Benefits and Features
• Protection of mission-critical applications and data from attack
– Protection against all major Web attacks
– HTTP normalization
– Bidirectional deep inspection
– Web application cloaking
– Customizable error codes
– Data theft
– Granular application rules set per URL, header, or parameter
• Rapid and risk-free deployment designed for network security professionals
– Out-of-band monitoring mode
– Transparent inline mode
– Application of rules in active and passive
– Auto-recommendation of security rules
EASY DEPLOYMENT AND MANAGEMENT
In addition to outstanding performance, the Cisco AVS 3120 Application Accelerator Module offers enterprises industry-leading deployment and management features that automate mundane tasks and enable IT personnel to easily track network performance with comprehensive reports.
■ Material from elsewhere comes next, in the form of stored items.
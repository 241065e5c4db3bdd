//! Output sinks for sampler results.

use log::warn;
use serde::{Deserialize, Serialize};

use crate::error::SamplerError;
use crate::population::Population;

/// Model-independent view of a population.
///
/// Log quantities that are `-inf` (zero weight, failed likelihood) are `None`,
/// which serialises as `null`.
#[derive(Debug, Clone, PartialEq, Serialize, Deserialize)]
pub struct PopulationSummary {
    pub thetas: Vec<Vec<f64>>,
    pub log_weights: Vec<Option<f64>>,
    pub ancestors: Vec<usize>,
    /// Per-particle marginal log-likelihood estimates.
    pub particle_log_likelihoods: Vec<Option<f64>>,
    pub ess: f64,
    pub log_likelihood: Option<f64>,
    pub log_increments: Vec<Option<f64>>,
}

fn finite(x: f64) -> Option<f64> {
    x.is_finite().then_some(x)
}

impl PopulationSummary {
    pub fn from_population<X, O>(population: &Population<X, O>) -> Self {
        Self {
            thetas: population.particles().iter().map(|p| p.theta.clone()).collect(),
            log_weights: population.log_weights().iter().map(|&w| finite(w)).collect(),
            ancestors: population.ancestors().to_vec(),
            particle_log_likelihoods: population
                .particles()
                .iter()
                .map(|p| finite(p.log_likelihood))
                .collect(),
            ess: population.ess,
            log_likelihood: finite(population.log_likelihood),
            log_increments: population.log_increments.iter().map(|&x| finite(x)).collect(),
        }
    }

    /// Weighted posterior mean of each parameter. `None` when every weight is
    /// zero.
    pub fn posterior_mean(&self) -> Option<Vec<f64>> {
        let lws: Vec<f64> = self
            .log_weights
            .iter()
            .map(|w| w.unwrap_or(f64::NEG_INFINITY))
            .collect();
        let w = crate::math::normalised_weights(&lws);
        if w.iter().all(|&wi| wi == 0.0) {
            warn!("no posterior mean: every theta-particle has zero weight");
            return None;
        }
        let d = self.thetas.first().map_or(0, Vec::len);
        let mut mean = vec![0.0; d];
        for (theta, wi) in self.thetas.iter().zip(w) {
            for (m, t) in mean.iter_mut().zip(theta) {
                *m += wi * t;
            }
        }
        Some(mean)
    }
}

pub trait OutputSink<X, O> {
    /// Discard anything written so far.
    fn clear(&mut self);

    fn write(&mut self, population: &Population<X, O>) -> Result<(), SamplerError>;
}

/// Keeps every written summary in memory.
#[derive(Debug, Clone, Default)]
pub struct MemorySink {
    pub records: Vec<PopulationSummary>,
}

impl MemorySink {
    pub fn new() -> Self {
        Self::default()
    }

    pub fn last(&self) -> Option<&PopulationSummary> {
        self.records.last()
    }
}

impl<X, O> OutputSink<X, O> for MemorySink {
    fn clear(&mut self) {
        self.records.clear();
    }

    fn write(&mut self, population: &Population<X, O>) -> Result<(), SamplerError> {
        self.records.push(PopulationSummary::from_population(population));
        Ok(())
    }
}
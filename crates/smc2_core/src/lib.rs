//! SMC² core runtime
//!
//! Marginal sequential importance resampling over static parameters. Each
//! parameter particle carries its own particle filter over the latent state;
//! the population is advanced through a [`schedule::Schedule`], resampled by
//! importance weight, and rejuvenated with particle-marginal
//! Metropolis-Hastings moves.
//!
//! Layout:
//! - [`schedule`]: time schedule and forward cursors
//! - [`particle`] / [`population`]: parameter particles and their population
//! - [`filter`], [`adapter`], [`resampler`], [`output`]: collaborator contracts
//! - [`sampler`]: the [`sampler::MarginalSir`] orchestrator
//! - [`comm`]: explicit communicator context (rank, size, all-reduce)
//! - [`network`]: tree-network membership with deferred reconciliation
//! - [`kernel`]: barrier-round max log-density reduction (CPU, optional GPU)

pub mod adapter;
pub mod comm;
pub mod config;
pub mod error;
pub mod filter;
#[cfg(feature = "gpu")]
pub mod gpu;
pub mod kernel;
pub mod math;
pub mod network;
pub mod output;
pub mod particle;
pub mod population;
pub mod resampler;
pub mod sampler;
pub mod schedule;
#[cfg(feature = "diagnostics")]
pub mod snapshot;

pub use adapter::{Adapter, GaussianAdapter, GaussianProposal, Proposal};
pub use comm::{Communicator, LocalComm, ThreadComm};
pub use config::{KernelConfig, ResampleScheme, SamplerConfig};
pub use error::{FilterError, LikelihoodEstimate, SamplerError};
pub use filter::Filter;
pub use kernel::{MaxLogDensityKernel, ReductionMode};
pub use network::TreeNode;
pub use output::{MemorySink, OutputSink};
pub use particle::ThetaParticle;
pub use population::Population;
pub use resampler::{EssResampler, Resampler};
pub use sampler::{MarginalSir, Phase, SampleSummary};
pub use schedule::{Schedule, ScheduleElement, ScheduleIter};
//! Population of parameter particles.
//!
//! Holds the particles, their output buffers, log-weights, ancestors and the
//! scratch slot used for proposals during rejuvenation. In a distributed run a
//! `Population` is one node's shard; global quantities (ESS, pooled
//! log-weight, global size) are computed through a [`Communicator`].

use crate::comm::Communicator;
use crate::error::SamplerError;
use crate::math;
use crate::particle::ThetaParticle;
use log::warn;

#[derive(Debug, Clone)]
pub struct Population<X, O> {
    particles: Vec<ThetaParticle<X>>,
    outputs: Vec<O>,
    log_weights: Vec<f64>,
    ancestors: Vec<usize>,
    scratch: ThetaParticle<X>,
    scratch_output: O,
    /// Global particle count as of the last [`Population::update_ess`].
    total: usize,
    /// Effective sample size over the whole (possibly distributed) population.
    pub ess: f64,
    /// Running pooled marginal log-likelihood estimate.
    pub log_likelihood: f64,
    /// Evidence folded in at the most recent resample (zero before any).
    pub log_likelihood_banked: f64,
    /// Marginal log-likelihood increment per observation index.
    pub log_increments: Vec<f64>,
}

impl<X, O> Population<X, O> {
    /// Build from parallel particle and output vectors plus one scratch pair.
    pub fn new(
        particles: Vec<ThetaParticle<X>>,
        outputs: Vec<O>,
        scratch: ThetaParticle<X>,
        scratch_output: O,
    ) -> Result<Self, SamplerError> {
        if particles.is_empty() {
            return Err(SamplerError::EmptyPopulation);
        }
        if particles.len() != outputs.len() {
            return Err(SamplerError::Output(format!(
                "{} particles but {} output buffers",
                particles.len(),
                outputs.len()
            )));
        }
        let n = particles.len();
        Ok(Self {
            particles,
            outputs,
            log_weights: vec![0.0; n],
            ancestors: (0..n).collect(),
            scratch,
            scratch_output,
            total: n,
            ess: n as f64,
            log_likelihood: 0.0,
            log_likelihood_banked: 0.0,
            log_increments: Vec::new(),
        })
    }

    /// `n` particles built by `make`, plus one more for the scratch slot.
    pub fn from_fn<F>(n: usize, mut make: F) -> Result<Self, SamplerError>
    where
        F: FnMut(usize) -> (ThetaParticle<X>, O),
    {
        let (particles, outputs): (Vec<_>, Vec<_>) = (0..n).map(&mut make).unzip();
        let (scratch, scratch_output) = make(n);
        Self::new(particles, outputs, scratch, scratch_output)
    }

    /// Local number of particles.
    pub fn size(&self) -> usize {
        self.particles.len()
    }

    /// Global number of particles, refreshed by [`Population::update_ess`].
    pub fn total_size(&self) -> usize {
        self.total
    }

    pub fn particles(&self) -> &[ThetaParticle<X>] {
        &self.particles
    }

    pub fn particle(&self, p: usize) -> &ThetaParticle<X> {
        &self.particles[p]
    }

    pub fn outputs(&self) -> &[O] {
        &self.outputs
    }

    pub fn output(&self, p: usize) -> &O {
        &self.outputs[p]
    }

    pub fn log_weights(&self) -> &[f64] {
        &self.log_weights
    }

    pub fn ancestors(&self) -> &[usize] {
        &self.ancestors
    }

    pub fn ancestors_mut(&mut self) -> &mut [usize] {
        &mut self.ancestors
    }

    pub fn scratch(&self) -> (&ThetaParticle<X>, &O) {
        (&self.scratch, &self.scratch_output)
    }

    /// Particles, outputs and log-weights zipped for per-particle work.
    pub fn lanes_mut(&mut self) -> (&mut [ThetaParticle<X>], &mut [O], &mut [f64]) {
        (&mut self.particles, &mut self.outputs, &mut self.log_weights)
    }

    /// Particle `p`, its output, and the scratch pair, borrowed together.
    pub fn with_scratch(
        &mut self,
        p: usize,
    ) -> (&mut ThetaParticle<X>, &mut O, &mut ThetaParticle<X>, &mut O) {
        (
            &mut self.particles[p],
            &mut self.outputs[p],
            &mut self.scratch,
            &mut self.scratch_output,
        )
    }

    /// Exchange particle `p` (and its output buffer) with the scratch slot.
    pub fn swap_with_scratch(&mut self, p: usize) {
        core::mem::swap(&mut self.particles[p], &mut self.scratch);
        core::mem::swap(&mut self.outputs[p], &mut self.scratch_output);
    }

    pub fn set_log_weights(&mut self, lws: &[f64]) {
        assert_eq!(lws.len(), self.log_weights.len(), "log-weight length mismatch");
        self.log_weights.copy_from_slice(lws);
    }

    /// Set every log-weight to zero.
    pub fn reset_weights(&mut self) {
        self.log_weights.iter_mut().for_each(|w| *w = 0.0);
    }

    /// Global number of particles.
    pub fn global_size<C: Communicator + ?Sized>(&self, comm: &C) -> usize {
        comm.all_reduce_sum_u64(self.size() as u64) as usize
    }

    /// Global `(ess, logsumexp(log_weights))`.
    pub fn ess_reduce<C: Communicator + ?Sized>(&self, comm: &C) -> (f64, f64) {
        let shift = comm.all_reduce_max_f64(math::max_reduce(&self.log_weights));
        let (s1, s2) = math::ess_parts(&self.log_weights, shift);
        let sums = comm.all_reduce_sum_f64(&[s1, s2]);
        let ess = math::ess_from_parts(sums[0], sums[1]);
        let lse = if shift.is_finite() && sums[0] > 0.0 {
            shift + sums[0].ln()
        } else {
            f64::NEG_INFINITY
        };
        (ess, lse)
    }

    /// Recompute [`Population::ess`] and the global size; returns
    /// `logsumexp(log_weights)`.
    pub fn update_ess<C: Communicator + ?Sized>(&mut self, comm: &C) -> f64 {
        self.total = self.global_size(comm);
        let (ess, lse) = self.ess_reduce(comm);
        if ess == 0.0 {
            warn!("population weights are degenerate: every log-weight is -inf");
        }
        self.ess = ess;
        lse
    }

    /// Pooled estimate `banked + logsumexp(lw) - log(P)`.
    pub fn pooled_log_likelihood(&self, lse: f64, global_size: usize) -> f64 {
        self.log_likelihood_banked + lse - (global_size as f64).ln()
    }

    pub fn set_log_increment(&mut self, index_obs: usize, increment: f64) {
        if self.log_increments.len() <= index_obs {
            self.log_increments.resize(index_obs + 1, 0.0);
        }
        self.log_increments[index_obs] = increment;
    }

    /// Record the current particle order as the identity genealogy.
    pub fn reset_ancestors(&mut self) {
        self.ancestors.iter_mut().enumerate().for_each(|(p, a)| *a = p);
    }
}

impl<X: Clone, O: Clone> Population<X, O> {
    /// Rebuild the particle set so that slot `i` holds a copy of the
    /// pre-resample particle `ancestors[i]`. Each ancestor's final use moves
    /// the original; earlier uses clone it.
    pub fn permute(&mut self, ancestors: &[usize]) {
        let n = self.size();
        assert_eq!(ancestors.len(), n, "ancestor vector length mismatch");
        assert!(ancestors.iter().all(|&a| a < n), "ancestor index out of range");

        let mut last_use = vec![usize::MAX; n];
        for (slot, &a) in ancestors.iter().enumerate() {
            last_use[a] = slot;
        }

        let mut old_particles: Vec<Option<ThetaParticle<X>>> =
            core::mem::take(&mut self.particles).into_iter().map(Some).collect();
        let mut old_outputs: Vec<Option<O>> =
            core::mem::take(&mut self.outputs).into_iter().map(Some).collect();

        let mut particles = Vec::with_capacity(n);
        let mut outputs = Vec::with_capacity(n);
        for (slot, &a) in ancestors.iter().enumerate() {
            let (particle, output) = if last_use[a] == slot {
                (old_particles[a].take(), old_outputs[a].take())
            } else {
                (old_particles[a].clone(), old_outputs[a].clone())
            };
            match (particle, output) {
                (Some(particle), Some(output)) => {
                    particles.push(particle);
                    outputs.push(output);
                }
                // slots are only taken at their ancestor's last use
                _ => unreachable!("ancestor {a} consumed before its last use"),
            }
        }
        self.particles = particles;
        self.outputs = outputs;
        self.ancestors.copy_from_slice(ancestors);
    }
}
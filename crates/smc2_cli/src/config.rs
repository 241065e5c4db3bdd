use anyhow::Context;
use serde::{Deserialize, Serialize};
use std::fs;
use std::path::{Path, PathBuf};

use smc2_core::SamplerConfig;
use smc2_sim::ModelConfig;

#[derive(Debug, Clone, PartialEq, Serialize, Deserialize, Default)]
pub struct Config {
    #[serde(default)]
    pub sampler: SamplerConfig,
    #[serde(default)]
    pub model: ModelSection,
    #[serde(default)]
    pub run: RunConfig,
}

/// The AR(1) model and its particle filter.
#[derive(Debug, Clone, PartialEq, Serialize, Deserialize)]
pub struct ModelSection {
    /// Replicate observations per observed time
    #[serde(default = "default_replicates")]
    pub replicates: usize,
    /// Observation noise standard deviation
    #[serde(default = "default_obs_sd")]
    pub obs_sd: f64,
    /// State particles per parameter particle
    #[serde(default = "default_n_latent")]
    pub n_latent: usize,
    /// Random-walk standard deviation for (mu, phi, sigma)
    #[serde(default = "default_proposal_sd")]
    pub proposal_sd: Vec<f64>,
    /// Parameters used to simulate data when no CSV is given
    #[serde(default = "default_true_theta")]
    pub true_theta: Vec<f64>,
}

fn default_replicates() -> usize {
    4
}
fn default_obs_sd() -> f64 {
    0.5
}
fn default_n_latent() -> usize {
    64
}
fn default_proposal_sd() -> Vec<f64> {
    vec![0.1, 0.02, 0.02]
}
fn default_true_theta() -> Vec<f64> {
    vec![1.0, 0.7, 0.4]
}

impl Default for ModelSection {
    fn default() -> Self {
        Self {
            replicates: default_replicates(),
            obs_sd: default_obs_sd(),
            n_latent: default_n_latent(),
            proposal_sd: default_proposal_sd(),
            true_theta: default_true_theta(),
        }
    }
}

impl ModelSection {
    pub fn model_config(&self) -> ModelConfig {
        ModelConfig {
            replicates: self.replicates,
            obs_sd: self.obs_sd,
        }
    }
}

#[derive(Debug, Clone, PartialEq, Serialize, Deserialize)]
pub struct RunConfig {
    /// Parameter particles
    #[serde(default = "default_particles")]
    pub particles: usize,
    #[serde(default = "default_seed")]
    pub seed: u64,
    /// Start of the schedule
    #[serde(default)]
    pub start: f64,
    /// Observed times simulated at `start + k * interval`, k = 1..=n_obs
    #[serde(default = "default_n_obs")]
    pub n_obs: usize,
    #[serde(default = "default_interval")]
    pub interval: f64,
    /// Read observations from this CSV instead of simulating them
    #[serde(default, skip_serializing_if = "Option::is_none")]
    pub data: Option<PathBuf>,
    /// Save simulated observations to this CSV
    #[serde(default, skip_serializing_if = "Option::is_none")]
    pub write_data: Option<PathBuf>,
    /// Start every parameter particle here instead of drawing from the prior
    #[serde(default, skip_serializing_if = "Option::is_none")]
    pub initial_theta: Option<Vec<f64>>,
    #[serde(default = "default_output")]
    pub output: PathBuf,
}

fn default_particles() -> usize {
    256
}
fn default_seed() -> u64 {
    42
}
fn default_n_obs() -> usize {
    50
}
fn default_interval() -> f64 {
    1.0
}
fn default_output() -> PathBuf {
    PathBuf::from("smc2_output.json")
}

impl Default for RunConfig {
    fn default() -> Self {
        Self {
            particles: default_particles(),
            seed: default_seed(),
            start: 0.0,
            n_obs: default_n_obs(),
            interval: default_interval(),
            data: None,
            write_data: None,
            initial_theta: None,
            output: default_output(),
        }
    }
}

impl RunConfig {
    /// Observation times for simulated data.
    pub fn obs_times(&self) -> Vec<f64> {
        (1..=self.n_obs)
            .map(|k| self.start + k as f64 * self.interval)
            .collect()
    }
}

impl Config {
    pub fn load(path: &Path) -> anyhow::Result<Self> {
        let content = fs::read_to_string(path).with_context(|| format!("reading {}", path.display()))?;
        Self::parse(&content).with_context(|| format!("parsing {}", path.display()))
    }

    pub fn parse(content: &str) -> anyhow::Result<Self> {
        Ok(toml::from_str(content)?)
    }

    pub fn to_toml(&self) -> anyhow::Result<String> {
        Ok(toml::to_string_pretty(self)?)
    }
}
Specific features include:
• Cisco AVS 3120 auto-installer helps enable quick and easy deployment with a simple one-command system installation process.
• Graphical reports help IT personnel easily quantify Cisco AVS 3120-enabled bandwidth usage reductions and Cisco AVS 3120 throughput.
• The Cisco AVS 3120 Simple Network Management Protocol (SNMP) MIB helps enable SNMP-based management that is compatible with BMC Patrol, IBM, Tivoli, HP OpenView, and others. It also reduces the time and costs associated with management tasks.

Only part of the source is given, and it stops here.